Stored data.
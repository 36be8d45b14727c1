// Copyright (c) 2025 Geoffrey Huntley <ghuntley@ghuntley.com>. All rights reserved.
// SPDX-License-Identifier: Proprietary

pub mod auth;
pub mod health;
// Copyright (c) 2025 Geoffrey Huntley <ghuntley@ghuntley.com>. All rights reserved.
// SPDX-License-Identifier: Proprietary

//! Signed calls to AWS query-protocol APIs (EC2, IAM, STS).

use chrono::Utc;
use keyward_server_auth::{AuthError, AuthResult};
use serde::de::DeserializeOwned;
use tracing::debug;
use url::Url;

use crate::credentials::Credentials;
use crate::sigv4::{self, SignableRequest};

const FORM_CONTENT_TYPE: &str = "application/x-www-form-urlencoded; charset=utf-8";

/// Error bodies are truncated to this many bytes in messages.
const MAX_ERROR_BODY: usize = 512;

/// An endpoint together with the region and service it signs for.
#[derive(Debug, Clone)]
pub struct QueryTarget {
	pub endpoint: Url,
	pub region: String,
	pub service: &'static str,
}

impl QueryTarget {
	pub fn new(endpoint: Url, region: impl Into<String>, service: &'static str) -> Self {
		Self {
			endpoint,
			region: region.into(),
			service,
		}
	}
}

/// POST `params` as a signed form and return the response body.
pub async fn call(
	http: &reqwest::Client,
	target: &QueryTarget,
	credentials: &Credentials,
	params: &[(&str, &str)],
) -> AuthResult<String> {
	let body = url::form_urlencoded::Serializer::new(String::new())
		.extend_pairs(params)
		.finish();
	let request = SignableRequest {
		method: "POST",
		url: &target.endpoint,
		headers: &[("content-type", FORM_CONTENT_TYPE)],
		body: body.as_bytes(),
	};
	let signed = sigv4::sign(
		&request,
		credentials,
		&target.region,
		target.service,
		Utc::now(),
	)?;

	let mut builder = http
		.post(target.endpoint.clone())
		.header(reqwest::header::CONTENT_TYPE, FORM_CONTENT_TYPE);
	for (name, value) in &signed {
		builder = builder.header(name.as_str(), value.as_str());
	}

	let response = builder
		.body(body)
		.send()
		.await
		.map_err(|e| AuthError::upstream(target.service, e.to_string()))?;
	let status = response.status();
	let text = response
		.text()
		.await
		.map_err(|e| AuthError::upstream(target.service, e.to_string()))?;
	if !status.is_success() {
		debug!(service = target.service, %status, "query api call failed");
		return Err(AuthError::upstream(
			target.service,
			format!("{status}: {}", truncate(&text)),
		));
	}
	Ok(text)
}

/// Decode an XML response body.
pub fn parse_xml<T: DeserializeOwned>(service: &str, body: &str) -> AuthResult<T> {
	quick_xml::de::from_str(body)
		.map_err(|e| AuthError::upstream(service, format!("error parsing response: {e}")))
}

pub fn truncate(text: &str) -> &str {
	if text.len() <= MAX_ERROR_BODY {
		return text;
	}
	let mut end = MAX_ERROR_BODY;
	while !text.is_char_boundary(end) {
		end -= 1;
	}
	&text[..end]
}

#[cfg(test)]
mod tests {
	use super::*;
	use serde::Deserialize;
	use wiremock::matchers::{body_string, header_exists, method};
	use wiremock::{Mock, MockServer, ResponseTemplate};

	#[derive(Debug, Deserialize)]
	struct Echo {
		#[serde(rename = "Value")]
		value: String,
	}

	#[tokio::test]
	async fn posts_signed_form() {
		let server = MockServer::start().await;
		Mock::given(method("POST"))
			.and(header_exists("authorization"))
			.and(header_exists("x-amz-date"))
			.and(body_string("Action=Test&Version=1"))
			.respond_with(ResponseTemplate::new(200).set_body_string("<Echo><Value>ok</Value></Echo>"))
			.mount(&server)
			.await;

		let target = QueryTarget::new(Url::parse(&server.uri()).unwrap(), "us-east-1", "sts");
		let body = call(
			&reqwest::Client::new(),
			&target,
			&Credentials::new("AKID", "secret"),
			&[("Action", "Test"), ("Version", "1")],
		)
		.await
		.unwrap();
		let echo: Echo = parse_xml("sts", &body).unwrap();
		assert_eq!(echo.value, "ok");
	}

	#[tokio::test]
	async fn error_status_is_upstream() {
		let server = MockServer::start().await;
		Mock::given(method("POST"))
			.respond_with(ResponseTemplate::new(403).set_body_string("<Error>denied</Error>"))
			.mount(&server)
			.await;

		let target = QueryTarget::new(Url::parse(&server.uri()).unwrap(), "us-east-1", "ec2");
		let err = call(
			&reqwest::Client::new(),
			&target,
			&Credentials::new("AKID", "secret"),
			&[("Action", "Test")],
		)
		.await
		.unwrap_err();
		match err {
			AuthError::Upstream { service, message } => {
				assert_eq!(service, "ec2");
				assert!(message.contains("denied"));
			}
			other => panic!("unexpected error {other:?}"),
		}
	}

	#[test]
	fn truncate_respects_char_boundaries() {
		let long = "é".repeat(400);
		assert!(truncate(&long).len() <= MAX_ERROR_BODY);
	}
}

What you should do.
Could you write out all the records exactly, please?

Expected output.
repository 36be8d45b14727c1
// Copyright (c) 2025 Geoffrey Huntley <ghuntley@ghuntley.com>. All rights reserved.
// SPDX-License-Identifier: Proprietary

pub mod auth;
pub mod health;
// Copyright (c) 2025 Geoffrey Huntley <ghuntley@ghuntley.com>. All rights reserved.
// SPDX-License-Identifier: Proprietary

//! Signed calls to AWS query-protocol APIs (EC2, IAM, STS).

use chrono::Utc;
use keyward_server_auth::{AuthError, AuthResult};
use serde::de::DeserializeOwned;
use tracing::debug;
use url::Url;

use crate::credentials::Credentials;
use crate::sigv4::{self, SignableRequest};

const FORM_CONTENT_TYPE: &str = "application/x-www-form-urlencoded; charset=utf-8";

/// Error bodies are truncated to this many bytes in messages.
const MAX_ERROR_BODY: usize = 512;

/// An endpoint together with the region and service it signs for.
#[derive(Debug, Clone)]
pub struct QueryTarget {
	pub endpoint: Url,
	pub region: String,
	pub service: &'static str,
}

impl QueryTarget {
	pub fn new(endpoint: Url, region: impl Into<String>, service: &'static str) -> Self {
		Self {
			endpoint,
			region: region.into(),
			service,
		}
	}
}

/// POST `params` as a signed form and return the response body.
pub async fn call(
	http: &reqwest::Client,
	target: &QueryTarget,
	credentials: &Credentials,
	params: &[(&str, &str)],
) -> AuthResult<String> {
	let body = url::form_urlencoded::Serializer::new(String::new())
		.extend_pairs(params)
		.finish();
	let request = SignableRequest {
		method: "POST",
		url: &target.endpoint,
		headers: &[("content-type", FORM_CONTENT_TYPE)],
		body: body.as_bytes(),
	};
	let signed = sigv4::sign(
		&request,
		credentials,
		&target.region,
		target.service,
		Utc::now(),
	)?;

	let mut builder = http
		.post(target.endpoint.clone())
		.header(reqwest::header::CONTENT_TYPE, FORM_CONTENT_TYPE);
	for (name, value) in &signed {
		builder = builder.header(name.as_str(), value.as_str());
	}

	let response = builder
		.body(body)
		.send()
		.await
		.map_err(|e| AuthError::upstream(target.service, e.to_string()))?;
	let status = response.status();
	let text = response
		.text()
		.await
		.map_err(|e| AuthError::upstream(target.service, e.to_string()))?;
	if !status.is_success() {
		debug!(service = target.service, %status, "query api call failed");
		return Err(AuthError::upstream(
			target.service,
			format!("{status}: {}", truncate(&text)),
		));
	}
	Ok(text)
}

/// Decode an XML response body.
pub fn parse_xml<T: DeserializeOwned>(service: &str, body: &str) -> AuthResult<T> {
	quick_xml::de::from_str(body)
		.map_err(|e| AuthError::upstream(service, format!("error parsing response: {e}")))
}

pub fn truncate(text: &str) -> &str {
	if text.len() <= MAX_ERROR_BODY {
		return text;
	}
	let mut end = MAX_ERROR_BODY;
	while !text.is_char_boundary(end) {
		end -= 1;
	}
	&text[..end]
}

#[cfg(test)]
mod tests {
	use super::*;
	use serde::Deserialize;
	use wiremock::matchers::{body_string, header_exists, method};
	use wiremock::{Mock, MockServer, ResponseTemplate};

	#[derive(Debug, Deserialize)]
	struct Echo {
		#[serde(rename = "Value")]
		value: String,
	}

	#[tokio::test]
	async fn posts_signed_form() {
		let server = MockServer::start().await;
		Mock::given(method("POST"))
			.and(header_exists("authorization"))
			.and(header_exists("x-amz-date"))
			.and(body_string("Action=Test&Version=1"))
			.respond_with(ResponseTemplate::new(200).set_body_string("<Echo><Value>ok</Value></Echo>"))
			.mount(&server)
			.await;

		let target = QueryTarget::new(Url::parse(&server.uri()).unwrap(), "us-east-1", "sts");
		let body = call(
			&reqwest::Client::new(),
			&target,
			&Credentials::new("AKID", "secret"),
			&[("Action", "Test"), ("Version", "1")],
		)
		.await
		.unwrap();
		let echo: Echo = parse_xml("sts", &body).unwrap();
		assert_eq!(echo.value, "ok");
	}

	#[tokio::test]
	async fn error_status_is_upstream() {
		let server = MockServer::start().await;
		Mock::given(method("POST"))
			.respond_with(ResponseTemplate::new(403).set_body_string("<Error>denied</Error>"))
			.mount(&server)
			.await;

		let target = QueryTarget::new(Url::parse(&server.uri()).unwrap(), "us-east-1", "ec2");
		let err = call(
			&reqwest::Client::new(),
			&target,
			&Credentials::new("AKID", "secret"),
			&[("Action", "Test")],
		)
		.await
		.unwrap_err();
		match err {
			AuthError::Upstream { service, message } => {
				assert_eq!(service, "ec2");
				assert!(message.contains("denied"));
			}
			other => panic!("unexpected error {other:?}"),
		}
	}

	#[test]
	fn truncate_respects_char_boundaries() {
		let long = "é".repeat(400);
		assert!(truncate(&long).len() <= MAX_ERROR_BODY);
	}
}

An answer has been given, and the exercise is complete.